Another visual-auditory interaction gives rise to the McGurk effect. If we see a video clip of lip movements that should produce the phoneme /ga/ with an audio recording of the phoneme /ba/ dubbed over the top, the result is perception of the phoneme /da/ (McGurk & MacDonald, 1976). Again, it seems that processing in the visual system influences processing in the auditory system. 

We can appreciate this by listening to the same auditory stimulus with our eyes closed: without the visual stimulus there is no effect. You can try it for yourself by viewing this video:

Multisensory interactions are not limited to vision and audition. We have evidence of interactions between all five of the sensory systems, as traditionally conceived. It’s only now, though, that philosophers are beginning to take proper notice of the implications of these discoveries for perceptual experience. 

This brings us to a question that seems to be important if we are to make sense of these interactions and their consequences for perceptual experience: how do we distinguish the senses? Can we distinguish the senses on the basis of the different kinds of experience produced, or should we distinguish them on the basis of distinct sensory processing systems in the brain, or by means of the nature of the proximal stimulus of the experience, or by something else entirely (Macpherson, 2011)? 

There’s an analogous question about kinds of experience: How can we distinguish experiences from one another as being, for example, visual or auditory?

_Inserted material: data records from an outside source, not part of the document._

#[cfg(test)]
mod tests {
    use super::*;
    use futures::stream::BoxStream;
    use object_store::memory::InMemory;
    use object_store::{
        GetOptions, GetResult, ListResult, MultipartUpload, ObjectMeta, PutMultipartOpts,
        PutOptions, PutPayload, PutResult,
    };
    use tempfile::TempDir;

    fn publisher() -> (ObjectPublisher, Arc<dyn ObjectStore>) {
        let store: Arc<dyn ObjectStore> = Arc::new(InMemory::new());
        (ObjectPublisher::new(Arc::clone(&store), "memory://wind"), store)
    }

    async fn read(store: &Arc<dyn ObjectStore>, key: &str) -> Vec<u8> {
        store
            .get(&ObjectPath::from(key))
            .await
            .unwrap()
            .bytes()
            .await
            .unwrap()
            .to_vec()
    }

    #[tokio::test]
    async fn test_publish_image_streams_file() {
        let dir = TempDir::new().unwrap();
        let image = dir.path().join("wind_data.png");
        std::fs::write(&image, b"\x89PNG fake image").unwrap();

        let (publisher, store) = publisher();
        let object = publisher
            .publish_image(&image, "2024/03/01/09/wind_data.png")
            .await
            .unwrap();

        assert_eq!(object.key, "2024/03/01/09/wind_data.png");
        assert_eq!(object.location, "memory://wind/2024/03/01/09/wind_data.png");
        assert_eq!(object.size_bytes, 15);
        assert_eq!(read(&store, "2024/03/01/09/wind_data.png").await, b"\x89PNG fake image");
    }

    #[tokio::test]
    async fn test_publish_image_overwrites_same_key() {
        let dir = TempDir::new().unwrap();
        let image = dir.path().join("wind_data.png");
        let (publisher, store) = publisher();

        std::fs::write(&image, b"first").unwrap();
        publisher.publish_image(&image, "2024/03/01/09/w.png").await.unwrap();
        std::fs::write(&image, b"second").unwrap();
        publisher.publish_image(&image, "2024/03/01/09/w.png").await.unwrap();

        assert_eq!(read(&store, "2024/03/01/09/w.png").await, b"second");
    }

    /// Store whose single-part puts always fail.
    #[derive(Debug)]
    struct RejectingStore(InMemory);

    impl std::fmt::Display for RejectingStore {
        fn fmt(&self, f: &mut std::fmt::Formatter<'_>) -> std::fmt::Result {
            write!(f, "RejectingStore")
        }
    }

    #[async_trait]
    impl ObjectStore for RejectingStore {
        async fn put_opts(
            &self,
            _location: &ObjectPath,
            _payload: PutPayload,
            _opts: PutOptions,
        ) -> object_store::Result<PutResult> {
            Err(object_store::Error::Generic {
                store: "rejecting",
                source: "bucket is read-only".into(),
            })
        }

        async fn put_multipart_opts(
            &self,
            location: &ObjectPath,
            opts: PutMultipartOpts,
        ) -> object_store::Result<Box<dyn MultipartUpload>> {
            self.0.put_multipart_opts(location, opts).await
        }

        async fn get_opts(
            &self,
            location: &ObjectPath,
            options: GetOptions,
        ) -> object_store::Result<GetResult> {
            self.0.get_opts(location, options).await
        }

        async fn delete(&self, location: &ObjectPath) -> object_store::Result<()> {
            self.0.delete(location).await
        }

        fn list(
            &self,
            prefix: Option<&ObjectPath>,
        ) -> BoxStream<'static, object_store::Result<ObjectMeta>> {
            self.0.list(prefix)
        }

        async fn list_with_delimiter(
            &self,
            prefix: Option<&ObjectPath>,
        ) -> object_store::Result<ListResult> {
            self.0.list_with_delimiter(prefix).await
        }

        async fn copy(&self, from: &ObjectPath, to: &ObjectPath) -> object_store::Result<()> {
            self.0.copy(from, to).await
        }

        async fn copy_if_not_exists(
            &self,
            from: &ObjectPath,
            to: &ObjectPath,
        ) -> object_store::Result<()> {
            self.0.copy_if_not_exists(from, to).await
        }
    }

    #[tokio::test]
    async fn test_publish_image_failed_commit_is_an_upload_error() {
        let dir = TempDir::new().unwrap();
        let image = dir.path().join("wind_data.png");
        std::fs::write(&image, b"\x89PNG fake image").unwrap();

        let store: Arc<dyn ObjectStore> = Arc::new(RejectingStore(InMemory::new()));
        let publisher = ObjectPublisher::new(Arc::clone(&store), "memory://wind");
        let result = publisher
            .publish_image(&image, "2024/03/01/09/wind_data.png")
            .await;

        assert!(
            matches!(&result, Err(PublishError::Upload { key, .. }) if key == "2024/03/01/09/wind_data.png"),
            "{:?}",
            result
        );
        let listed: Vec<_> = store.list(None).collect().await;
        assert!(listed.is_empty());
    }

    #[tokio::test]
    async fn test_publish_image_missing_file() {
        let dir = TempDir::new().unwrap();
        let (publisher, _) = publisher();
        let result = publisher
            .publish_image(&dir.path().join("missing.png"), "2024/03/01/09/w.png")
            .await;
        assert!(matches!(result, Err(PublishError::Io { .. })));
    }

    #[tokio::test]
    async fn test_publish_image_invalid_key() {
        let dir = TempDir::new().unwrap();
        let image = dir.path().join("w.png");
        std::fs::write(&image, b"x").unwrap();
        let (publisher, _) = publisher();
        let result = publisher.publish_image(&image, "2024//03/w.png").await;
        assert!(matches!(result, Err(PublishError::InvalidKey { .. })));
    }

    #[tokio::test]
    async fn test_publish_directory_uses_relative_keys() {
        let dir = TempDir::new().unwrap();
        let tiles = dir.path().join("tiles");
        std::fs::create_dir_all(tiles.join("0/0")).unwrap();
        std::fs::create_dir_all(tiles.join("1/1")).unwrap();
        std::fs::write(tiles.join("0/0/0.png"), b"z0").unwrap();
        std::fs::write(tiles.join("1/1/0.png"), b"z1a").unwrap();
        std::fs::write(tiles.join("1/1/1.png"), b"z1b").unwrap();

        let (publisher, store) = publisher();
        let objects = publisher
            .publish_directory(&tiles, "2024/03/01/09/tiles/")
            .await
            .unwrap();

        let keys: Vec<&str> = objects.iter().map(|o| o.key.as_str()).collect();
        assert_eq!(
            keys,
            vec![
                "2024/03/01/09/tiles/0/0/0.png",
                "2024/03/01/09/tiles/1/1/0.png",
                "2024/03/01/09/tiles/1/1/1.png",
            ]
        );
        assert_eq!(read(&store, "2024/03/01/09/tiles/1/1/1.png").await, b"z1b");
    }

    #[tokio::test]
    async fn test_publish_directory_reports_partial_failure() {
        let dir = TempDir::new().unwrap();
        let tiles = dir.path().join("tiles");
        std::fs::create_dir_all(tiles.join("0/0")).unwrap();
        std::fs::write(tiles.join("0/0/0.png"), b"ok").unwrap();
        // Control characters are not valid in object keys.
        std::fs::write(tiles.join("0/0/bad\u{1}.png"), b"bad").unwrap();

        let (publisher, store) = publisher();
        let result = publisher.publish_directory(&tiles, "2024/03/01/09").await;

        match result {
            Err(PublishError::Directory {
                prefix,
                failed,
                total,
                first_error,
            }) => {
                assert_eq!(prefix, "2024/03/01/09");
                assert_eq!(failed, 1);
                assert_eq!(total, 2);
                assert!(first_error.contains("bad"), "{}", first_error);
            }
            other => panic!("expected directory error, got {:?}", other),
        }
        // Siblings of the failed tile are still uploaded.
        assert_eq!(read(&store, "2024/03/01/09/0/0/0.png").await, b"ok");
    }

    #[tokio::test]
    async fn test_publish_empty_directory() {
        let dir = TempDir::new().unwrap();
        let (publisher, _) = publisher();
        let objects = publisher
            .publish_directory(dir.path(), "2024/03/01/09/tiles")
            .await
            .unwrap();
        assert!(objects.is_empty());
    }

    #[tokio::test]
    async fn test_publish_missing_directory() {
        let dir = TempDir::new().unwrap();
        let (publisher, _) = publisher();
        let result = publisher
            .publish_directory(&dir.path().join("nope"), "prefix")
            .await;
        assert!(matches!(result, Err(PublishError::Io { .. })));
    }

    #[test]
    fn test_content_type() {
        assert_eq!(content_type(Path::new("a/wind.PNG")), "image/png");
        assert_eq!(content_type(Path::new("tilemapresource.xml")), "application/xml");
        assert_eq!(content_type(Path::new("noext")), "application/octet-stream");
    }

    #[test]
    fn test_directory_key() {
        let root = Path::new("/work/tiles");
        assert_eq!(
            directory_key("p/", root, Path::new("/work/tiles/2/1/3.png")).unwrap(),
            "p/2/1/3.png"
        );
        assert_eq!(
            directory_key("", root, Path::new("/work/tiles/2/1/3.png")).unwrap(),
            "2/1/3.png"
        );
        assert!(directory_key("p", root, Path::new("/elsewhere/x.png")).is_none());
    }
}
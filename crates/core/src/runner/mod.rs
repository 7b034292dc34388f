//! One end-to-end run: pick a release, fetch it, process every file.
//!
//! The runner wires the [`Acquirer`](crate::acquisition::Acquirer) to the
//! [`ArtifactPipeline`](crate::pipeline::ArtifactPipeline). Only failures that
//! make the whole run meaningless surface as [`RunError`]; everything that
//! happens to individual files is reported in the [`RunReport`].

mod run;
mod types;

pub use run::{ProductionRunner, Runner};
pub use types::{FailedDownload, RunError, RunReport, RunRequest};
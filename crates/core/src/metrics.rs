//! Prometheus metrics for core components.
//!
//! This module provides metrics for:
//! - Acquisition (downloads by result and duration)
//! - External tool invocations
//! - Pipeline stages, publications and cleanup

use once_cell::sync::Lazy;
use prometheus::{
    Encoder, HistogramOpts, HistogramVec, IntCounter, IntCounterVec, Opts, Registry, TextEncoder,
};

/// Registry holding every core metric.
pub static REGISTRY: Lazy<Registry> = Lazy::new(|| {
    let registry = Registry::new();
    for metric in all_metrics() {
        // Registration only fails on duplicate descriptors, which the static
        // set below never produces.
        let _ = registry.register(metric);
    }
    registry
});

// =============================================================================
// Acquisition
// =============================================================================

/// Downloads total by result.
pub static DOWNLOADS_TOTAL: Lazy<IntCounterVec> = Lazy::new(|| {
    IntCounterVec::new(
        Opts::new("windmap_downloads_total", "Total forecast file downloads"),
        &["result"], // "success", "failed"
    )
    .unwrap()
});

/// Download duration in seconds.
pub static DOWNLOAD_DURATION: Lazy<HistogramVec> = Lazy::new(|| {
    HistogramVec::new(
        HistogramOpts::new(
            "windmap_download_duration_seconds",
            "Duration of forecast file downloads",
        )
        .buckets(vec![1.0, 5.0, 10.0, 30.0, 60.0, 120.0, 300.0, 600.0]),
        &["result"],
    )
    .unwrap()
});

/// Bytes downloaded.
pub static DOWNLOAD_BYTES: Lazy<IntCounter> = Lazy::new(|| {
    IntCounter::new("windmap_download_bytes_total", "Total bytes downloaded").unwrap()
});

// =============================================================================
// External tools
// =============================================================================

/// Tool invocations by tool and result.
pub static TOOL_INVOCATIONS: Lazy<IntCounterVec> = Lazy::new(|| {
    IntCounterVec::new(
        Opts::new(
            "windmap_tool_invocations_total",
            "Total external tool invocations",
        ),
        &["tool", "result"], // result: "success", "failed", "timeout"
    )
    .unwrap()
});

/// Tool invocation duration in seconds.
pub static TOOL_DURATION: Lazy<HistogramVec> = Lazy::new(|| {
    HistogramVec::new(
        HistogramOpts::new(
            "windmap_tool_duration_seconds",
            "Duration of external tool invocations",
        )
        .buckets(vec![0.1, 0.5, 1.0, 2.5, 5.0, 10.0, 30.0, 60.0, 300.0]),
        &["tool"],
    )
    .unwrap()
});

// =============================================================================
// Pipeline
// =============================================================================

/// Stage outcomes by stage and status.
pub static STAGE_OUTCOMES: Lazy<IntCounterVec> = Lazy::new(|| {
    IntCounterVec::new(
        Opts::new("windmap_stage_outcomes_total", "Pipeline stage outcomes"),
        &["stage", "status"], // status: "succeeded", "failed", "skipped"
    )
    .unwrap()
});

/// Publications by kind and result.
pub static PUBLICATIONS_TOTAL: Lazy<IntCounterVec> = Lazy::new(|| {
    IntCounterVec::new(
        Opts::new("windmap_publications_total", "Total publication attempts"),
        &["kind", "result"], // kind: "preview", "tiles"
    )
    .unwrap()
});

/// Cleanup failures.
pub static CLEANUP_FAILURES: Lazy<IntCounter> = Lazy::new(|| {
    IntCounter::new(
        "windmap_cleanup_failures_total",
        "Scratch files or inputs that could not be deleted",
    )
    .unwrap()
});

/// Per-artifact pipeline duration in seconds.
pub static PIPELINE_DURATION: Lazy<HistogramVec> = Lazy::new(|| {
    HistogramVec::new(
        HistogramOpts::new(
            "windmap_pipeline_duration_seconds",
            "Duration of a per-artifact pipeline run",
        )
        .buckets(vec![1.0, 5.0, 10.0, 30.0, 60.0, 120.0, 300.0, 900.0]),
        &["result"], // "complete", "partial"
    )
    .unwrap()
});

// =============================================================================
// Helper functions
// =============================================================================

/// Get all core metrics for registration in a registry.
pub fn all_metrics() -> Vec<Box<dyn prometheus::core::Collector>> {
    vec![
        // Acquisition
        Box::new(DOWNLOADS_TOTAL.clone()),
        Box::new(DOWNLOAD_DURATION.clone()),
        Box::new(DOWNLOAD_BYTES.clone()),
        // Tools
        Box::new(TOOL_INVOCATIONS.clone()),
        Box::new(TOOL_DURATION.clone()),
        // Pipeline
        Box::new(STAGE_OUTCOMES.clone()),
        Box::new(PUBLICATIONS_TOTAL.clone()),
        Box::new(CLEANUP_FAILURES.clone()),
        Box::new(PIPELINE_DURATION.clone()),
    ]
}

/// Encodes the registry in the Prometheus text exposition format.
pub fn encode_metrics() -> Result<String, prometheus::Error> {
    let encoder = TextEncoder::new();
    let metric_families = REGISTRY.gather();
    let mut buffer = Vec::new();
    encoder.encode(&metric_families, &mut buffer)?;
    String::from_utf8(buffer).map_err(|e| prometheus::Error::Msg(e.to_string()))
}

Settling on an answer to these questions seems to be necessary if we are to make any headway in classifying interactions as multisensory and deciding whether these interactions result in multimodal perceptual experiences.

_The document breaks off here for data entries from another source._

//! Timestamp-derived object keys.

use chrono::{DateTime, Datelike, Duration, NaiveDate, TimeZone, Timelike, Utc};
use serde::{Serialize, Serializer};
use std::fmt;

use super::error::PublishError;

/// Object key of the form `{year}/{month:02}/{day:02}/{hour:02}/{name}`.
#[derive(Debug, Clone, PartialEq, Eq, Hash)]
pub struct PublicationKey {
    year: i32,
    month: u32,
    day: u32,
    hour: u32,
    name: String,
}

impl PublicationKey {
    /// Builds the key for `name` published at `timestamp`.
    pub fn new(timestamp: DateTime<Utc>, name: impl Into<String>) -> Self {
        Self {
            year: timestamp.year(),
            month: timestamp.month(),
            day: timestamp.day(),
            hour: timestamp.hour(),
            name: name.into(),
        }
    }

    /// Key prefix for a timestamp, e.g. `2024/03/01/09`.
    pub fn prefix_for(timestamp: DateTime<Utc>) -> String {
        timestamp.format("%Y/%m/%d/%H").to_string()
    }

    /// Keys for `count` consecutive hourly slots starting at `timestamp`.
    pub fn replicated(timestamp: DateTime<Utc>, count: u32, name: &str) -> Vec<Self> {
        (0..count)
            .map(|i| Self::new(timestamp + Duration::hours(i64::from(i)), name))
            .collect()
    }

    /// Parses a key back into its components.
    pub fn parse(key: &str) -> Result<Self, PublishError> {
        let mut parts = key.splitn(5, '/');
        let mut next = |what: &str| {
            parts
                .next()
                .filter(|p| !p.is_empty())
                .ok_or_else(|| PublishError::invalid_key(key, format!("missing {}", what)))
        };

        let year = next("year")?;
        let month = next("month")?;
        let day = next("day")?;
        let hour = next("hour")?;
        let name = next("name")?;

        if year.len() != 4 {
            return Err(PublishError::invalid_key(key, "year must have four digits"));
        }
        for (field, value) in [("month", month), ("day", day), ("hour", hour)] {
            if value.len() != 2 || !value.bytes().all(|b| b.is_ascii_digit()) {
                return Err(PublishError::invalid_key(
                    key,
                    format!("{} must be two digits", field),
                ));
            }
        }

        let parse_num = |value: &str| {
            value
                .parse::<u32>()
                .map_err(|e| PublishError::invalid_key(key, e.to_string()))
        };
        let year = year
            .parse::<i32>()
            .map_err(|e| PublishError::invalid_key(key, e.to_string()))?;
        let month = parse_num(month)?;
        let day = parse_num(day)?;
        let hour = parse_num(hour)?;

        if NaiveDate::from_ymd_opt(year, month, day).is_none() || hour > 23 {
            return Err(PublishError::invalid_key(key, "not a valid date and hour"));
        }

        Ok(Self {
            year,
            month,
            day,
            hour,
            name: name.to_string(),
        })
    }

    /// `(year, month, day, hour)` of the key.
    pub fn components(&self) -> (i32, u32, u32, u32) {
        (self.year, self.month, self.day, self.hour)
    }

    /// The timestamp the key was built from, truncated to the hour.
    pub fn timestamp(&self) -> Option<DateTime<Utc>> {
        let date = NaiveDate::from_ymd_opt(self.year, self.month, self.day)?;
        let naive = date.and_hms_opt(self.hour, 0, 0)?;
        Some(Utc.from_utc_datetime(&naive))
    }

    pub fn prefix(&self) -> String {
        format!(
            "{:04}/{:02}/{:02}/{:02}",
            self.year, self.month, self.day, self.hour
        )
    }

    pub fn name(&self) -> &str {
        &self.name
    }
}

impl fmt::Display for PublicationKey {
    fn fmt(&self, f: &mut fmt::Formatter<'_>) -> fmt::Result {
        write!(f, "{}/{}", self.prefix(), self.name)
    }
}

impl Serialize for PublicationKey {
    fn serialize<S: Serializer>(&self, serializer: S) -> Result<S::Ok, S::Error> {
        serializer.collect_str(self)
    }
}
use serde::{Deserialize, Serialize};

use super::session::{AccountRole, UserId};

/// A registered account as shown in the admin directory.
///
/// `storage_usage_bytes` and `file_count` are derived from the account's
/// stored files during decoding; the server never supplies them directly.
#[derive(Debug, Clone, PartialEq, Eq, Deserialize)]
#[serde(from = "UserPayload")]
pub struct UserRecord {
    pub id: UserId,
    pub email: String,
    pub username: String,
    pub full_name: String,
    pub role: AccountRole,
    pub file_count: usize,
    pub storage_usage_bytes: u64,
}

#[derive(Debug, Deserialize)]
struct UserPayload {
    #[serde(alias = "id_user")]
    id: UserId,
    #[serde(default)]
    email: String,
    username: String,
    #[serde(default, rename = "fullName", alias = "fullname", alias = "full_name")]
    full_name: String,
    role: AccountRole,
    #[serde(default, alias = "storageFiles")]
    storages: Vec<StoredFileSize>,
}

#[derive(Debug, Deserialize)]
struct StoredFileSize {
    #[serde(default)]
    size: u64,
}

impl From<UserPayload> for UserRecord {
    fn from(payload: UserPayload) -> Self {
        Self {
            id: payload.id,
            email: payload.email,
            username: payload.username,
            full_name: payload.full_name,
            role: payload.role,
            file_count: payload.storages.len(),
            storage_usage_bytes: payload.storages.iter().map(|file| file.size).sum(),
        }
    }
}

#[derive(Debug, Serialize)]
pub struct RoleChangeRequest {
    pub role: AccountRole,
}

/// Body of a role change reply. The server echoes the whole account; only
/// the role is read back.
#[derive(Debug, Deserialize)]
pub struct RoleChangeResponse {
    pub role: AccountRole,
}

For example, our perceptual experience when we eat and drink involves retro-nasal smell—the sensing of odours when we breathe out—as well as taste. When you’ve had a blocked nose you’ve probably noticed this, finding food to be temporarily flavourless and insipid. 

One response to this has been to claim that we have a distinct kind of flavour experience, resulting from interactions between the olfactory and taste systems (Smith, 2013). This view conceives of the experience as multisensory in so far as it involves processing in two distinct sensory systems, but the experience itself is not taken to be multimodal since it is thought of as being a kind of experience in it’s own right, distinct from either smelling or tasting. The matter is complicated further by evidence that what we see and hear, and tactile sensations within the mouth also contribute to our perceptual experience when we eat (Auvray & Spence, 2008).

Even if we can settle on a way of distinguishing the senses, there are further questions about the kinds of interactions that take place between the sensory systems. 

One kind of interaction might involve mere modulation of processing in one sensory system by processing in the other. Another kind of interaction might involve the integration of redundant information across the senses. A further kind of interaction might involve the binding together of information about different properties of the same object. 

For example, when you look at a key that you hold in your hand, visual information about colour might be bound together with tactile information about texture, generating a multisensory representation of the key as smooth and silver (O’Callaghan, 2014). 

These different kinds of interaction may have different kinds of impact on perceptual experience. What, for example, is the nature of the interaction between vision and audition in ventriloquism and how does it impact perceptual experience?

One approach to ventriloquism explains the effect in terms of the modulation of information in audition by information in vision. Ventriloquism is often measured by subjects’ pointing responses to the auditory stimulus. Subjects point to a position in between the actual locations of the auditory and the visual stimuli. How can we explain this in terms of modulation? 

We can say that the conflicting visual information about location modifies the auditory information about location (and vice versa). The result is that subjects hear the auditory stimulus as being in between the actual position of the auditory and the visual stimuli. This explanation of ventriloquism is consistent with perceptual experiences remaining modality-specific throughout.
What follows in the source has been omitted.